In the data that follows, count each line with the string "cannot"; the reply is the number only.

(Saved data entries)
== Segment start ==

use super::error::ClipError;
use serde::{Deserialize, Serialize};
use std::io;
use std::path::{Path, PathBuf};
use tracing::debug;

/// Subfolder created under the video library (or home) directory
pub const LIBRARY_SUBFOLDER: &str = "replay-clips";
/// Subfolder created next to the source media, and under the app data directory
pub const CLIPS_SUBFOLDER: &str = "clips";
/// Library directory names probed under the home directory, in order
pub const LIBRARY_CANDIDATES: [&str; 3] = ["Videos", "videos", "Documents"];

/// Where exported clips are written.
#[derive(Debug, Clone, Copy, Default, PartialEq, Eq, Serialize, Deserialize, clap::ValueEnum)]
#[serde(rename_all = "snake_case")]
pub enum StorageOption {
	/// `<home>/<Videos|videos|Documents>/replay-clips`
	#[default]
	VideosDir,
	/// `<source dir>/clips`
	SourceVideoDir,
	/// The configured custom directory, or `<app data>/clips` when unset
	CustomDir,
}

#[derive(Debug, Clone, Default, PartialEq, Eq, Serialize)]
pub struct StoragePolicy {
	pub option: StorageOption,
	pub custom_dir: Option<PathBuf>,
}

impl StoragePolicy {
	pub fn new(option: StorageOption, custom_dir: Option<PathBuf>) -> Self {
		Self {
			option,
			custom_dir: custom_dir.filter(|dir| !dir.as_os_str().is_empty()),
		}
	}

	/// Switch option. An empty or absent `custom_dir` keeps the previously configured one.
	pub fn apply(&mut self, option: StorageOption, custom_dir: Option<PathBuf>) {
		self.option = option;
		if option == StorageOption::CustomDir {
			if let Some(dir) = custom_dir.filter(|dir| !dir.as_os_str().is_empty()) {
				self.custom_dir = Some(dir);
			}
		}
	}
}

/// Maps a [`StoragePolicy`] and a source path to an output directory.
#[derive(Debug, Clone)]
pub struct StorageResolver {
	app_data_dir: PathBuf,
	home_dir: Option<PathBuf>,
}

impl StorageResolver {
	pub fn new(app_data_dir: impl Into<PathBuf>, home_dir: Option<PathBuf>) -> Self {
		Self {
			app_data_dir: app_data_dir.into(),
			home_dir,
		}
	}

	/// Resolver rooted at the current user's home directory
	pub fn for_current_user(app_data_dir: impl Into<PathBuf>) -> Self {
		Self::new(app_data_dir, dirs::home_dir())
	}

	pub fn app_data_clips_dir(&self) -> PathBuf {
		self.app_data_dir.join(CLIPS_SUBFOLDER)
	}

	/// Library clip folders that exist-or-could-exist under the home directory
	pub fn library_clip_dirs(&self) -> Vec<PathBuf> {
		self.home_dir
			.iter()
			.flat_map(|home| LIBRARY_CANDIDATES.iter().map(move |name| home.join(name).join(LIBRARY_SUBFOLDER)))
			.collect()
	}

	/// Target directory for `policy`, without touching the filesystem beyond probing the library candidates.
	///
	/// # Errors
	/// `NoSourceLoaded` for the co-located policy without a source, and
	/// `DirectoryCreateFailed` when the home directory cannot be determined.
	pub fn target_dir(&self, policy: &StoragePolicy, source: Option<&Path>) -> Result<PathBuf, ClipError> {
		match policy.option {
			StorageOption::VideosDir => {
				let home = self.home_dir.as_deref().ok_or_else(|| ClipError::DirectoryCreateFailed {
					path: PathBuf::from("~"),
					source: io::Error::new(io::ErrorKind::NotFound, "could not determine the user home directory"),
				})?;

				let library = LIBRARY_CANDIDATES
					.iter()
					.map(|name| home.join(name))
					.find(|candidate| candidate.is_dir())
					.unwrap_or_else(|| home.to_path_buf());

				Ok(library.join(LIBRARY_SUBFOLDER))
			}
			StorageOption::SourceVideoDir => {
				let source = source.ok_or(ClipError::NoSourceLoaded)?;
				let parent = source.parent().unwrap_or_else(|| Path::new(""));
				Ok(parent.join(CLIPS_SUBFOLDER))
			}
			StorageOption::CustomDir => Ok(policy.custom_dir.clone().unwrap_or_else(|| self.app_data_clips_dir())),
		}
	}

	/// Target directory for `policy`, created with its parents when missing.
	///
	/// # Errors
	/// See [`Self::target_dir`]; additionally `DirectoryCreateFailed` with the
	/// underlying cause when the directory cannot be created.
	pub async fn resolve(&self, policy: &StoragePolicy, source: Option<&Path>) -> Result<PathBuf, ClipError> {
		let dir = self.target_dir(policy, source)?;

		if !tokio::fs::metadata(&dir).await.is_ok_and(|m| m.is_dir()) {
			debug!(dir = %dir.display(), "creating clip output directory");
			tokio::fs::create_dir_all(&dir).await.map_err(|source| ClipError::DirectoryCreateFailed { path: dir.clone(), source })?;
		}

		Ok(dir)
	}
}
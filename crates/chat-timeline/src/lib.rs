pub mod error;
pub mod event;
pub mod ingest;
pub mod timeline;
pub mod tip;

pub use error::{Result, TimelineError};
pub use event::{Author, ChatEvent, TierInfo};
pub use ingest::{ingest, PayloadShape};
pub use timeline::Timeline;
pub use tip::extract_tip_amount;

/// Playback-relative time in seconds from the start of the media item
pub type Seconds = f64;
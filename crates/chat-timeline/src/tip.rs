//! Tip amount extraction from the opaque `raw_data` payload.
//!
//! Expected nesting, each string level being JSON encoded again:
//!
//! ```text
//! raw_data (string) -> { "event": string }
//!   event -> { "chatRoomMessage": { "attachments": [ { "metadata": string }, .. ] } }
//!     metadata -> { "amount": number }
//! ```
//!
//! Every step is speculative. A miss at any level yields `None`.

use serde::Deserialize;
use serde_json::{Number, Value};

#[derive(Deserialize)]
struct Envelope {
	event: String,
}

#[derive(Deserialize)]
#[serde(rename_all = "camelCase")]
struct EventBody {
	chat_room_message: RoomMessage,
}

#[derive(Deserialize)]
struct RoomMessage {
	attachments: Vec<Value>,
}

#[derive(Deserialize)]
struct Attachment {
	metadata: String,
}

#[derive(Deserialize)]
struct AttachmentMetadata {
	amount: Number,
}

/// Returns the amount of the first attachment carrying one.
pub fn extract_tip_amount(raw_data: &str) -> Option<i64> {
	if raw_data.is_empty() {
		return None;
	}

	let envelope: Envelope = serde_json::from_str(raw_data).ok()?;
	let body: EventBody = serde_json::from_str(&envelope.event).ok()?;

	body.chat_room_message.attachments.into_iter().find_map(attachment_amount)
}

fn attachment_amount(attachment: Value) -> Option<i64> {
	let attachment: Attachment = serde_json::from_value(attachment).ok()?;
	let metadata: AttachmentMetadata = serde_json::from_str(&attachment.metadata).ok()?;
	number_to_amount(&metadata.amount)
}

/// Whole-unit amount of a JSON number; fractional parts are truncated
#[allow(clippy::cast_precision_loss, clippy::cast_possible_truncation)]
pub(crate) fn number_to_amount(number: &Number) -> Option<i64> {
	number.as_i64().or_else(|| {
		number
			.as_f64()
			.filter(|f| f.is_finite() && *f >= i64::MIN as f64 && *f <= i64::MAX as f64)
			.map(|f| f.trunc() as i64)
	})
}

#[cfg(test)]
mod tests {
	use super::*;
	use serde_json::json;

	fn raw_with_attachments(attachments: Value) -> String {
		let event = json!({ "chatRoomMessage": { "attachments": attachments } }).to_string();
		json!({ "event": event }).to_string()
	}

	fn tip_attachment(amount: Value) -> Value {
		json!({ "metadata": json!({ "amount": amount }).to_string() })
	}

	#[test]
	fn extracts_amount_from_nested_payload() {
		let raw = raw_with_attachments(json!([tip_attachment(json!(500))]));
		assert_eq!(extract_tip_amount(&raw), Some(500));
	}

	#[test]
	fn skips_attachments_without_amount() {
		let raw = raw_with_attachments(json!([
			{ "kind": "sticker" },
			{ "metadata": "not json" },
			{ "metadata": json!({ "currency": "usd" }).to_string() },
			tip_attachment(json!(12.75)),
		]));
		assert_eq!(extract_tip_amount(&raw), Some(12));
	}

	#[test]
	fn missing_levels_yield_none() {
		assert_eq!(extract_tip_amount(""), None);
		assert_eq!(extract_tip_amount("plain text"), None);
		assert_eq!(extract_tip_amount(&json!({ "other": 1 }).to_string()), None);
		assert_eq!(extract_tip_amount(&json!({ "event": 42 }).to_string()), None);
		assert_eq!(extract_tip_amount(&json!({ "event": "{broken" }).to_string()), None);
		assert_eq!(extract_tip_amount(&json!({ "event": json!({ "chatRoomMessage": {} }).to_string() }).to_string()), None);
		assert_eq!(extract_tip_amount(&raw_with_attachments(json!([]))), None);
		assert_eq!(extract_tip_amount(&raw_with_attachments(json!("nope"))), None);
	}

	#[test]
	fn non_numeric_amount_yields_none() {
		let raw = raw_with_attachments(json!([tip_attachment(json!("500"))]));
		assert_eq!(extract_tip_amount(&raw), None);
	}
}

== Segment end ==

Response to the task: 2